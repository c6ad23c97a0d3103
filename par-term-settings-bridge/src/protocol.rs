//! Settings bridge wire protocol.
//!
//! Every settings value in a message, including "no value", travels as a
//! [`WireValue`]: the base64 text of a `par_term_settings::codec` frame.
//! JSON `null` cannot be used for this because it cannot tell an absent
//! value from `nothing` or from `just nothing`.

use base64::Engine;
use base64::engine::general_purpose::STANDARD;
use par_term_settings::{CodecError, Value, ValueType, codec};
use serde::{Deserialize, Serialize};

use crate::error::BridgeError;

/// Bumped on incompatible wire changes.
pub const PROTOCOL_VERSION: u32 = 1;

/// The address the bridge server is exported at.
pub const OBJECT_PATH: &str = "/org/par_term/SettingsBridge";

/// Request methods.
pub mod method {
    pub const HELLO: &str = "bridge/hello";
    pub const GET_PERMISSION: &str = "settings/getPermission";
    pub const GET_WRITABLE: &str = "settings/getWritable";
    pub const READ: &str = "settings/read";
    pub const READ_USER_VALUE: &str = "settings/readUserValue";
    pub const RESET: &str = "settings/reset";
    pub const SUBSCRIBE: &str = "settings/subscribe";
    pub const UNSUBSCRIBE: &str = "settings/unsubscribe";
    pub const SYNC: &str = "settings/sync";
    pub const WRITE: &str = "settings/write";
    pub const WRITE_TREE: &str = "settings/writeTree";
}

/// Notifications sent by the server.
pub mod notification {
    pub const CHANGED: &str = "settings/changed";
    pub const WRITABLE_CHANGED: &str = "settings/writableChanged";
}

// ---------------------------------------------------------------------------
// Encoded values
// ---------------------------------------------------------------------------

/// An optional settings value as carried on the wire.
#[derive(Debug, Clone, PartialEq, Eq, Serialize, Deserialize)]
#[serde(transparent)]
pub struct WireValue(pub String);

impl WireValue {
    pub fn encode(value: Option<&Value>) -> Result<Self, CodecError> {
        Ok(Self(STANDARD.encode(codec::encode(value)?)))
    }

    pub fn absent() -> Result<Self, CodecError> {
        Self::encode(None)
    }

    pub fn decode(&self) -> Result<Option<Value>, BridgeError> {
        let bytes = STANDARD.decode(self.0.as_bytes())?;
        Ok(codec::decode(&bytes)?)
    }

    /// Decode and require a present value to have type `expected`.
    pub fn decode_expecting(&self, expected: &ValueType) -> Result<Option<Value>, BridgeError> {
        let bytes = STANDARD.decode(self.0.as_bytes())?;
        Ok(codec::decode_expecting(&bytes, expected)?)
    }
}

// ---------------------------------------------------------------------------
// Params and results
// ---------------------------------------------------------------------------

#[derive(Debug, Clone, PartialEq, Eq, Serialize, Deserialize)]
#[serde(rename_all = "camelCase")]
pub struct HelloParams {
    pub protocol_version: u32,
    pub object_path: String,
}

#[derive(Debug, Clone, PartialEq, Eq, Serialize, Deserialize)]
#[serde(rename_all = "camelCase")]
pub struct HelloResult {
    pub protocol_version: u32,
    pub object_path: String,
    pub server_pid: u32,
}

#[derive(Debug, Clone, PartialEq, Eq, Serialize, Deserialize)]
pub struct PathParams {
    pub path: String,
}

#[derive(Debug, Clone, PartialEq, Eq, Serialize, Deserialize)]
pub struct KeyParams {
    pub key: String,
}

#[derive(Debug, Clone, PartialEq, Eq, Serialize, Deserialize)]
#[serde(rename_all = "camelCase")]
pub struct ReadParams {
    pub key: String,
    /// Type signature the caller expects.
    pub expected_type: String,
    #[serde(default)]
    pub want_default: bool,
}

#[derive(Debug, Clone, PartialEq, Eq, Serialize, Deserialize)]
#[serde(rename_all = "camelCase")]
pub struct ReadUserValueParams {
    pub key: String,
    pub expected_type: String,
}

#[derive(Debug, Clone, PartialEq, Eq, Serialize, Deserialize)]
pub struct WriteParams {
    pub key: String,
    pub value: WireValue,
}

/// One entry of a tree write. A `key` ending in `/` with an absent value
/// erases that directory.
#[derive(Debug, Clone, PartialEq, Eq, Serialize, Deserialize)]
pub struct TreeEntry {
    /// Path relative to the request's `pathPrefix`.
    pub key: String,
    pub value: WireValue,
}

#[derive(Debug, Clone, PartialEq, Eq, Serialize, Deserialize)]
#[serde(rename_all = "camelCase")]
pub struct WriteTreeParams {
    pub path_prefix: String,
    pub entries: Vec<TreeEntry>,
}

#[derive(Debug, Clone, PartialEq, Eq, Serialize, Deserialize)]
pub struct ValueResult {
    pub value: WireValue,
}

#[derive(Debug, Clone, Copy, PartialEq, Eq, Serialize, Deserialize)]
pub struct SuccessResult {
    pub success: bool,
}

#[derive(Debug, Clone, Copy, PartialEq, Eq, Serialize, Deserialize)]
pub struct WritableResult {
    pub writable: bool,
}

// ---------------------------------------------------------------------------
// Notifications
// ---------------------------------------------------------------------------

#[derive(Debug, Clone, PartialEq, Eq, Serialize, Deserialize)]
pub struct ChangedParams {
    #[serde(default)]
    pub keys: Vec<String>,
    /// Directories whose whole content may have changed.
    #[serde(default)]
    pub paths: Vec<String>,
}

#[derive(Debug, Clone, PartialEq, Eq, Serialize, Deserialize)]
pub struct WritableChangedParams {
    pub key: String,
}

#[cfg(test)]
mod tests {
    use super::*;

    #[test]
    fn test_wire_value_distinguishes_absent_from_nothing() {
        let absent = WireValue::absent().unwrap();
        let nothing = WireValue::encode(Some(&Value::nothing(ValueType::String))).unwrap();
        assert_ne!(absent, nothing);
        assert_eq!(absent.decode().unwrap(), None);
        assert_eq!(
            nothing.decode().unwrap(),
            Some(Value::nothing(ValueType::String))
        );
    }

    #[test]
    fn test_wire_value_rejects_garbage() {
        let err = WireValue("not base64!".into()).decode().unwrap_err();
        assert!(err.is_decode());
        let err = WireValue(STANDARD.encode([1, 2, 3])).decode().unwrap_err();
        assert!(err.is_decode());
    }

    #[test]
    fn test_wire_value_type_check() {
        let wire = WireValue::encode(Some(&Value::Double(1.5))).unwrap();
        assert!(wire.decode_expecting(&ValueType::Double).is_ok());
        assert!(matches!(
            wire.decode_expecting(&ValueType::String),
            Err(BridgeError::Decode(CodecError::TypeMismatch { .. }))
        ));
    }

    #[test]
    fn test_params_use_camel_case() {
        let json = serde_json::to_value(ReadParams {
            key: "/org/par-term/theme".into(),
            expected_type: "s".into(),
            want_default: false,
        })
        .unwrap();
        assert_eq!(json["expectedType"], "s");
        assert_eq!(json["wantDefault"], false);

        let tree: WriteTreeParams = serde_json::from_value(serde_json::json!({
            "pathPrefix": "/org/par-term/",
            "entries": [{"key": "theme", "value": WireValue::absent().unwrap()}]
        }))
        .unwrap();
        assert_eq!(tree.entries.len(), 1);
    }
}
//! Logging for the par-term-prefs binaries.
//!
//! Every `log::info!()` etc. from this crate and the settings crates is
//! written to `/tmp/par_term_prefs_debug.log` on Unix (`%TEMP%` on Windows),
//! keeping stdout free for command output. When `RUST_LOG` is set, records
//! are mirrored to stderr as well.
//!
//! Level precedence: `--log-level`, then `RUST_LOG`, then `Warn`.

use std::fs::{File, OpenOptions};
use std::io::Write;
use std::path::PathBuf;
use std::sync::OnceLock;
use std::time::{SystemTime, UNIX_EPOCH};

use log::{LevelFilter, Log, Metadata, Record};
use parking_lot::Mutex;

/// Log file shared by both binaries; each process tags its lines.
pub fn log_path() -> PathBuf {
    #[cfg(unix)]
    {
        PathBuf::from("/tmp/par_term_prefs_debug.log")
    }
    #[cfg(not(unix))]
    {
        std::env::temp_dir().join("par_term_prefs_debug.log")
    }
}

struct PrefsLogger {
    level: LevelFilter,
    file: Option<Mutex<File>>,
    mirror_stderr: bool,
    process: &'static str,
}

impl Log for PrefsLogger {
    fn enabled(&self, metadata: &Metadata<'_>) -> bool {
        metadata.level() <= self.level
    }

    fn log(&self, record: &Record<'_>) {
        if !self.enabled(record.metadata()) {
            return;
        }
        let line = format!(
            "[{}] [{}] [{:<5}] [{}] {}\n",
            timestamp(),
            self.process,
            record.level(),
            record.target(),
            record.args()
        );
        if let Some(file) = &self.file {
            let mut file = file.lock();
            let _ = file.write_all(line.as_bytes());
        }
        if self.mirror_stderr {
            eprint!("{line}");
        }
    }

    fn flush(&self) {
        if let Some(file) = &self.file {
            let _ = file.lock().flush();
        }
    }
}

static LOGGER: OnceLock<PrefsLogger> = OnceLock::new();

fn timestamp() -> String {
    let now = SystemTime::now()
        .duration_since(UNIX_EPOCH)
        .unwrap_or_default();
    format!("{}.{:06}", now.as_secs(), now.subsec_micros())
}

/// Parse a `RUST_LOG`-style value; only a bare level is understood.
fn level_from_env(value: &str) -> Option<LevelFilter> {
    value.trim().parse::<LevelFilter>().ok()
}

/// Resolve the effective level from the CLI flag and `RUST_LOG`.
pub fn effective_level(cli_level: Option<LevelFilter>, rust_log: Option<&str>) -> LevelFilter {
    cli_level
        .or_else(|| rust_log.and_then(level_from_env))
        .unwrap_or(LevelFilter::Warn)
}

/// Install the logger for this process. Later calls are ignored.
///
/// `process` names the binary in each line, since host and preferences
/// process share one file.
pub fn init_log_bridge(process: &'static str, cli_level: Option<LevelFilter>) {
    let rust_log = std::env::var("RUST_LOG").ok();
    let level = effective_level(cli_level, rust_log.as_deref());

    let logger = LOGGER.get_or_init(|| {
        // Append: host and preferences process write concurrently.
        let file = OpenOptions::new()
            .create(true)
            .append(true)
            .open(log_path())
            .ok()
            .map(Mutex::new);
        PrefsLogger {
            level,
            file,
            mirror_stderr: rust_log.is_some(),
            process,
        }
    });

    if log::set_logger(logger).is_ok() {
        log::set_max_level(level);
        log::info!("{process} {} logging at {level}", env!("CARGO_PKG_VERSION"));
    }
}

#[cfg(test)]
mod tests {
    use super::*;

    #[test]
    fn test_cli_level_wins() {
        assert_eq!(
            effective_level(Some(LevelFilter::Trace), Some("error")),
            LevelFilter::Trace
        );
    }

    #[test]
    fn test_rust_log_level() {
        assert_eq!(effective_level(None, Some("debug")), LevelFilter::Debug);
        assert_eq!(effective_level(None, Some(" INFO ")), LevelFilter::Info);
    }

    #[test]
    fn test_fallback_level() {
        assert_eq!(effective_level(None, None), LevelFilter::Warn);
        assert_eq!(effective_level(None, Some("par_term=debug")), LevelFilter::Warn);
    }
}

= = =

▶ _TASK TO CARRY OUT_
Across the listing, how many lines hold the word "Every"? Please state that number only.

▶ _EXERCISE OUTPUT_
2